Work required: Given the records below, pull every line with the word "PackedType" into the answer.

Dataset entries:

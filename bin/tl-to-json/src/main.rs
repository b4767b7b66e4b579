// Copyright 2020 - developers of the `tlgram` project.
//
// Licensed under the Apache License, Version 2.0 <LICENSE-APACHE or
// https://www.apache.org/licenses/LICENSE-2.0> or the MIT license
// <LICENSE-MIT or https://opensource.org/licenses/MIT>, at your
// option. This file may not be copied, modified, or distributed
// except according to those terms.

//! Read every `.tl` file given as input parameter, and output its `json`
//! variant next to it.
//!
//! If the file is "-", it is read from standard input instead.
use tlgram_tl_parser::{parse_tl_file, tl};
use std::env;
use std::fs::File;
use std::io::{self, BufWriter, Read};
use std::path::PathBuf;

const STDIN_NAME: &str = "-";

#[derive(serde::Serialize)]
struct Schema {
    constructors: Vec<Constructor>,
    methods: Vec<Method>,
}

#[derive(serde::Serialize)]
struct Constructor {
    id: String,
    predicate: String,
    params: Vec<Parameter>,
    r#type: String,
}

#[derive(serde::Serialize)]
struct Method {
    id: String,
    method: String,
    params: Vec<Parameter>,
    r#type: String,
}

#[derive(serde::Serialize)]
struct Parameter {
    name: String,
    r#type: String,
}

fn adapt_id(id: u32) -> String {
    (id as i32).to_string()
}

fn full_name(ns: &[String], name: &str) -> String {
    let mut result = String::new();
    ns.iter().for_each(|ns| {
        result.push_str(ns);
        result.push('.');
    });
    result.push_str(name);
    result
}

fn adapt_param(ty: &tl::Parameter) -> Parameter {
    Parameter {
        name: ty.name.clone(),
        r#type: ty.ty.to_string(),
    }
}

fn main() -> std::io::Result<()> {
    // load_tl("tl/api.tl")?);
    let mut tl = String::new();
    for fin in env::args().skip(1) {
        if fin == STDIN_NAME {
            io::stdin().read_to_string(&mut tl)?;
        } else {
            File::open(&fin)?.read_to_string(&mut tl)?;
        }

        let mut schema = Schema {
            constructors: Vec::new(),
            methods: Vec::new(),
        };
        parse_tl_file(&tl)
            .into_iter()
            .filter_map(Result::ok)
            .for_each(|def| match def.category {
                tl::Category::Types => schema.constructors.push(Constructor {
                    id: adapt_id(def.id),
                    predicate: full_name(&def.namespace, &def.name),
                    params: def.params.iter().map(adapt_param).collect(),
                    r#type: def.ty.to_string(),
                }),
                tl::Category::Functions => schema.methods.push(Method {
                    id: adapt_id(def.id),
                    method: full_name(&def.namespace, &def.name),
                    params: def.params.iter().map(adapt_param).collect(),
                    r#type: def.ty.to_string(),
                }),
            });

        if fin == STDIN_NAME {
            serde_json::to_writer(io::stdout(), &schema)?;
        } else {
            let mut fout = PathBuf::from(&fin);
            fout.set_extension("json");
            serde_json::to_writer(BufWriter::new(File::create(fout)?), &schema)?;
        }
    }

    Ok(())
}
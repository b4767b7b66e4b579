// Copyright 2020 - developers of the `tlgram` project.
//
// Licensed under the Apache License, Version 2.0 <LICENSE-APACHE or
// https://www.apache.org/licenses/LICENSE-2.0> or the MIT license
// <LICENSE-MIT or https://opensource.org/licenses/MIT>, at your
// option. This file may not be copied, modified, or distributed
// except according to those terms.
use tlgram_session::{PackedChat, PackedType};
use tlgram_tl_types as tl;
use std::fmt;

/// Platform Identifier.
#[non_exhaustive]
pub enum Platform {
    All,
    Android,
    Ios,
    WindowsPhone,
    Other(String),
}

/// Contains the reason why a certain user is restricted.
pub struct RestrictionReason {
    pub platforms: Vec<Platform>,
    pub reason: String,
    pub text: String,
}

impl RestrictionReason {
    pub fn from_raw(reason: &tl::enums::RestrictionReason) -> Self {
        let tl::enums::RestrictionReason::Reason(reason) = reason;
        Self {
            platforms: reason
                .platform
                .split('-')
                .map(|p| match p {
                    // Taken from https://core.telegram.org/constructor/restrictionReason
                    "all" => Platform::All,
                    "android" => Platform::Android,
                    "ios" => Platform::Ios,
                    "wp" => Platform::WindowsPhone,
                    o => Platform::Other(o.to_string()),
                })
                .collect(),
            reason: reason.reason.to_string(),
            text: reason.text.to_string(),
        }
    }
}

/// A user.
///
/// Users include your contacts, members of a group, bot accounts created by [@BotFather], or
/// anyone with a Telegram account.
///
/// A "normal" (non-bot) user may also behave like a "bot" without actually being one, for
/// example, when controlled with a program as opposed to being controlled by a human through
/// a Telegram application. These are commonly known as "userbots", and some people use them
/// to enhance their Telegram experience (for example, creating "commands" so that the program
/// automatically reacts to them, like translating messages).
///
/// [@BotFather]: https://t.me/BotFather
#[derive(Clone)]
pub struct User {
    pub raw: tl::enums::User,
}

impl fmt::Debug for User {
    fn fmt(&self, f: &mut fmt::Formatter<'_>) -> fmt::Result {
        self.raw.fmt(f)
    }
}

// TODO: photo
impl User {
    pub fn from_raw(user: tl::enums::User) -> Self {
        Self { raw: user }
    }

    pub(crate) fn empty_with_hash_and_bot(id: i64, access_hash: Option<i64>, bot: bool) -> Self {
        Self {
            raw: tl::enums::User::User(tl::types::User {
                is_self: false,
                contact: false,
                mutual_contact: false,
                deleted: false,
                bot,
                bot_chat_history: false,
                bot_nochats: false,
                verified: false,
                restricted: false,
                min: false, // not min because the input hash is not a min hash
                bot_inline_geo: false,
                support: false,
                scam: false,
                apply_min_photo: false,
                fake: false,
                bot_attach_menu: false,
                premium: false,
                attach_menu_enabled: false,
                bot_can_edit: false,
                close_friend: false,
                stories_hidden: false,
                stories_unavailable: true,
                contact_require_premium: false,
                bot_business: false,
                bot_has_main_app: false,
                id,
                access_hash,
                first_name: None,
                last_name: None,
                username: None,
                phone: None,
                photo: None,
                status: None,
                bot_info_version: None,
                restriction_reason: None,
                bot_inline_placeholder: None,
                lang_code: None,
                emoji_status: None,
                usernames: None,
                stories_max_id: None,
                color: None,
                profile_color: None,
                bot_active_users: None,
                bot_verification_icon: None,
                send_paid_messages_stars: None,
            }),
        }
    }

    pub(crate) fn user(&self) -> Option<&tl::types::User> {
        match &self.raw {
            tl::enums::User::User(u) => Some(u),
            tl::enums::User::Empty(_) => None,
        }
    }

    /// Return the user presence status (also known as "last seen").
    pub fn status(&self) -> &tlgram_tl_types::enums::UserStatus {
        self.user()
            .and_then(|u| u.status.as_ref())
            .unwrap_or(&tlgram_tl_types::enums::UserStatus::Empty)
    }

    /// Return the unique identifier for this user.
    pub fn id(&self) -> i64 {
        self.raw.id()
    }

    pub(crate) fn access_hash(&self) -> Option<i64> {
        self.user().and_then(|u| u.access_hash)
    }

    /// Pack this user into a smaller representation that can be loaded later.
    pub fn pack(&self) -> PackedChat {
        PackedChat {
            ty: if self.is_bot() {
                PackedType::Bot
            } else {
                PackedType::User
            },
            id: self.id(),
            access_hash: self.access_hash(),
        }
    }

    /// Return the first name of this user.
    ///
    /// The name will be `None` if the account was deleted. It may also be `None` if you received
    /// it previously.
    pub fn first_name(&self) -> Option<&str> {
        self.user().and_then(|u| u.first_name.as_deref())
    }

    /// Return the last name of this user, if any.
    pub fn last_name(&self) -> Option<&str> {
        self.user().and_then(|u| {
            u.last_name
                .as_deref()
                .and_then(|name| if name.is_empty() { None } else { Some(name) })
        })
    }

    /// Return the full name of this user.
    ///
    /// This is equal to the user's first name concatenated with the user's last name, if this
    /// is not empty. Otherwise, it equals the user's first name.
    pub fn full_name(&self) -> String {
        let first_name = self.first_name().unwrap_or_default();
        if let Some(last_name) = self.last_name() {
            let mut name = String::with_capacity(first_name.len() + 1 + last_name.len());
            name.push_str(first_name);
            name.push(' ');
            name.push_str(last_name);
            name
        } else {
            first_name.to_string()
        }
    }

    /// Return the public @username of this user, if any.
    ///
    /// The returned username does not contain the "@" prefix.
    ///
    /// Outside of the application, people may link to this user with one of Telegram's URLs, such
    /// as https://t.me/username.
    pub fn username(&self) -> Option<&str> {
        self.user().and_then(|u| u.username.as_deref())
    }

    /// Return collectible usernames of this chat, if any.
    ///
    /// The returned usernames do not contain the "@" prefix.
    ///
    /// Outside of the application, people may link to this user with one of its username, such
    /// as https://t.me/username.
    pub fn usernames(&self) -> Vec<&str> {
        self.user()
            .and_then(|u| u.usernames.as_deref())
            .map_or(Vec::new(), |usernames| {
                usernames
                    .iter()
                    .map(|username| match username {
                        tl::enums::Username::Username(username) => username.username.as_ref(),
                    })
                    .collect()
            })
    }

    /// Return the phone number of this user, if they are not a bot and their privacy settings
    /// allow you to see it.
    pub fn phone(&self) -> Option<&str> {
        self.user().and_then(|u| u.phone.as_deref())
    }

    /// Return the photo of this user, if any.
    pub fn photo(&self) -> Option<&tl::types::UserProfilePhoto> {
        match self.user().and_then(|u| u.photo.as_ref()) {
            Some(maybe_photo) => match maybe_photo {
                tl::enums::UserProfilePhoto::Empty => None,
                tl::enums::UserProfilePhoto::Photo(photo) => Some(photo),
            },
            None => None,
        }
    }

    /// Does this user represent the account that's currently logged in?
    pub fn is_self(&self) -> bool {
        // TODO if is_self is false, check in chat cache if id == ourself
        self.user().map(|u| u.is_self).unwrap_or(false)
    }

    /// Is this user in your account's contact list?
    pub fn contact(&self) -> bool {
        self.user().map(|u| u.contact).unwrap_or(false)
    }

    /// Is this user a mutual contact?
    ///
    /// Contacts are mutual if both the user of the current account and this user have eachother
    /// in their respective contact list.
    pub fn mutual_contact(&self) -> bool {
        self.user().map(|u| u.mutual_contact).unwrap_or(false)
    }

    /// Has the account of this user been deleted?
    pub fn deleted(&self) -> bool {
        self.user().map(|u| u.deleted).unwrap_or(false)
    }

    /// Is the current account a bot?
    ///
    /// Bot accounts are those created by [@BotFather](https://t.me/BotFather).
    pub fn is_bot(&self) -> bool {
        self.user().map(|u| u.bot).unwrap_or(false)
    }

    /// If the current user is a bot, does it have [privacy mode] enabled?
    ///
    /// * Bots with privacy enabled won't see messages in groups unless they are replied or the
    ///   command includes their name (`/command@bot`).
    /// * Bots with privacy disabled will be able to see all messages in a group.
    ///
    /// [privacy mode]: https://core.telegram.org/bots#privacy-mode
    pub fn bot_privacy(&self) -> bool {
        self.user().map(|u| !u.bot_chat_history).unwrap_or(false)
    }

    /// If the current user is a bot, can it be added to groups?
    pub fn bot_supports_chats(self) -> bool {
        self.user().map(|u| u.bot_nochats).unwrap_or(false)
    }

    /// Has the account of this user been verified?
    ///
    /// Verified accounts, such as [@BotFather](https://t.me/BotFather), have a special icon next
    /// to their names in official applications (commonly a blue starred checkmark).
    pub fn verified(&self) -> bool {
        self.user().map(|u| u.verified).unwrap_or(false)
    }

    /// Does this user have restrictions applied to their account?
    pub fn restricted(&self) -> bool {
        self.user().map(|u| u.restricted).unwrap_or(false)
    }

    /// If the current user is a bot, does it want geolocation information on inline queries?
    pub fn bot_inline_geo(&self) -> bool {
        self.user().map(|u| u.bot_inline_geo).unwrap_or(false)
    }

    /// Is this user an official member of the support team?
    pub fn support(&self) -> bool {
        self.user().map(|u| u.support).unwrap_or(false)
    }

    /// Has this user been flagged for trying to scam other people?
    pub fn scam(&self) -> bool {
        self.user().map(|u| u.scam).unwrap_or(false)
    }

    /// The reason(s) why this user is restricted, could be empty.
    pub fn restriction_reason(&self) -> Vec<RestrictionReason> {
        if let Some(reasons) = self.user().and_then(|u| u.restriction_reason.as_ref()) {
            reasons.iter().map(RestrictionReason::from_raw).collect()
        } else {
            Vec::new()
        }
    }

    /// Return the placeholder for inline queries if the current user is a bot and has said
    /// placeholder configured.
    pub fn bot_inline_placeholder(&self) -> Option<&str> {
        self.user()
            .and_then(|u| u.bot_inline_placeholder.as_deref())
    }

    /// Language code of the user, if any.
    pub fn lang_code(&self) -> Option<&str> {
        self.user().and_then(|u| u.lang_code.as_deref())
    }
}

impl From<User> for PackedChat {
    fn from(chat: User) -> Self {
        chat.pack()
    }
}

impl From<&User> for PackedChat {
    fn from(chat: &User) -> Self {
        chat.pack()
    }
}
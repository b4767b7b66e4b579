// Copyright 2020 - developers of the `tlgram` project.
//
// Licensed under the Apache License, Version 2.0 <LICENSE-APACHE or
// https://www.apache.org/licenses/LICENSE-2.0> or the MIT license
// <LICENSE-MIT or https://opensource.org/licenses/MIT>, at your
// option. This file may not be copied, modified, or distributed
// except according to those terms.

//! Contains the steps required to generate an authorization key.
//!
//! # Examples
//!
//! ```no_run
//! use tlgram_mtproto::authentication;
//!
//! fn send_data_to_server(request: &[u8]) -> Result<Vec<u8>, authentication::Error> {
//!     unimplemented!()
//! }
//!
//! fn main() -> Result<(), authentication::Error> {
//!     let (request, data) = authentication::step1()?;
//!     let response = send_data_to_server(&request)?;
//!
//!     let (request, data) = authentication::step2(data, &response)?;
//!     let response = send_data_to_server(&request)?;
//!
//!     let (request, data) = authentication::step3(data, &response)?;
//!     let response = send_data_to_server(&request)?;
//!
//!     let authentication::Finished { auth_key, .. } = authentication::create_key(data, &response)?;
//!     // Now you have a secure `auth_key` to send encrypted messages to server.
//!     Ok(())
//! }
//! ```
use getrandom::getrandom;
use tlgram_crypto::hex;
use tlgram_crypto::{factorize::factorize, rsa, AuthKey};
use tlgram_tl_types::{self as tl, Cursor, Deserializable, RemoteCall, Serializable};
use num_bigint::{BigUint, ToBigUint};
use sha1::{Digest, Sha1};
use std::fmt;
use std::time::{SystemTime, UNIX_EPOCH};

// NOTE! Turning this on will leak the key generation process to stdout!
// Should only be used for debugging purposes and generating test cases.
const TRACE_AUTH_GEN: bool = false;
// Copyright 2020 - developers of the `tlgram` project.
//
// Licensed under the Apache License, Version 2.0 <LICENSE-APACHE or
// https://www.apache.org/licenses/LICENSE-2.0> or the MIT license
// <LICENSE-MIT or https://opensource.org/licenses/MIT>, at your
// option. This file may not be copied, modified, or distributed
// except according to those terms.

#[cfg(not(all(target_arch = "wasm32", target_os = "unknown")))]
mod tcp;

#[cfg(all(target_arch = "wasm32", target_os = "unknown"))]
mod ws;

#[cfg(not(all(target_arch = "wasm32", target_os = "unknown")))]
pub use tcp::NetStream;
#[cfg(all(target_arch = "wasm32", target_os = "unknown"))]
pub use ws::NetStream;

#[cfg(all(target_arch = "wasm32", target_os = "unknown", feature = "proxy"))]
compile_error!("TCP proxies are not supported when compiling for WASM");

#[derive(Debug, Clone)]
pub enum ServerAddr {
    #[cfg(all(target_arch = "wasm32", target_os = "unknown"))]
    Ws { address: String },
    #[cfg(all(
        not(all(target_arch = "wasm32", target_os = "unknown")),
        feature = "proxy"
    ))]
    Proxied {
        address: std::net::SocketAddr,
        proxy: String,
    },
    #[cfg(not(all(target_arch = "wasm32", target_os = "unknown")))]
    Tcp { address: std::net::SocketAddr },
}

Written solution:
use tlgram_session::{PackedChat, PackedType};
                PackedType::Bot
                PackedType::User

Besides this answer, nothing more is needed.